▶ Problem statement: From the entries below, count every line that contains the word "exponent". Please give the number and nothing else.

[Collected data entries]
//! Detail factor to resolution mapping
//!
//! The detail factor is a normalized `[0, 1]` knob derived from camera
//! distance; resolutions are powers of two picked by interpolating in log2
//! space, so each step of the knob halves or doubles the vertex density
//! instead of sliding through useless in-between tessellations.

/// Terrain mesh resolution bounds
pub const TERRAIN_MIN_RESOLUTION: u32 = 64;
pub const TERRAIN_MAX_RESOLUTION: u32 = 512;

/// Resolution bounds for the water/cloud/atmosphere shells
pub const OVERLAY_MIN_RESOLUTION: u32 = 64;
pub const OVERLAY_MAX_RESOLUTION: u32 = 256;

/// Hysteresis tolerance: a resolution change at or under this is ignored,
/// which stops thrashing when the detail factor hovers at a rounding
/// boundary.
pub const RESOLUTION_TOLERANCE: u32 = 16;

/// Map a detail factor to a power-of-two resolution in `[min_res, max_res]`.
///
/// Interpolates the exponent between `log2(min_res)` and `log2(max_res)`,
/// rounds to the nearest integer, and clamps. Monotonic non-decreasing in
/// `detail_factor`.
///
/// # Examples
/// ```
/// use orbis::lod::resolution_for;
///
/// assert_eq!(resolution_for(0.0, 64, 512), 64);
/// assert_eq!(resolution_for(1.0, 64, 512), 512);
/// assert_eq!(resolution_for(0.5, 64, 256), 128);
/// ```
pub fn resolution_for(detail_factor: f32, min_res: u32, max_res: u32) -> u32 {
    let factor = if detail_factor.is_finite() {
        detail_factor.clamp(0.0, 1.0)
    } else {
        0.0
    };
    let low = (min_res.max(1) as f32).log2();
    let high = (max_res.max(1) as f32).log2();
    let exponent = (low + (high - low) * factor).round() as u32;
    (1u32 << exponent.min(31)).clamp(min_res, max_res)
}

/// Map a camera distance to a detail factor in `[0, 1]`.
///
/// 1.0 at or below `min_distance` (closest, most detail), 0.0 at or above
/// `max_distance`; linear in between, clamped beyond either bound.
///
/// # Examples
/// ```
/// use orbis::lod::detail_factor_for;
///
/// assert_eq!(detail_factor_for(7.0, 7.0, 20.0), 1.0);
/// assert_eq!(detail_factor_for(20.0, 7.0, 20.0), 0.0);
/// assert_eq!(detail_factor_for(100.0, 7.0, 20.0), 0.0);
/// ```
pub fn detail_factor_for(distance: f32, min_distance: f32, max_distance: f32) -> f32 {
    if max_distance <= min_distance {
        return if distance <= min_distance { 1.0 } else { 0.0 };
    }
    if distance <= min_distance {
        1.0
    } else if distance >= max_distance {
        0.0
    } else {
        1.0 - (distance - min_distance) / (max_distance - min_distance)
    }
}

/// Hysteresis predicate: whether a new resolution differs enough from the
/// previously applied one to be worth a rebuild.
pub fn exceeds_tolerance(previous: u32, next: u32) -> bool {
    previous.abs_diff(next) > RESOLUTION_TOLERANCE
}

▶ Written solution: 3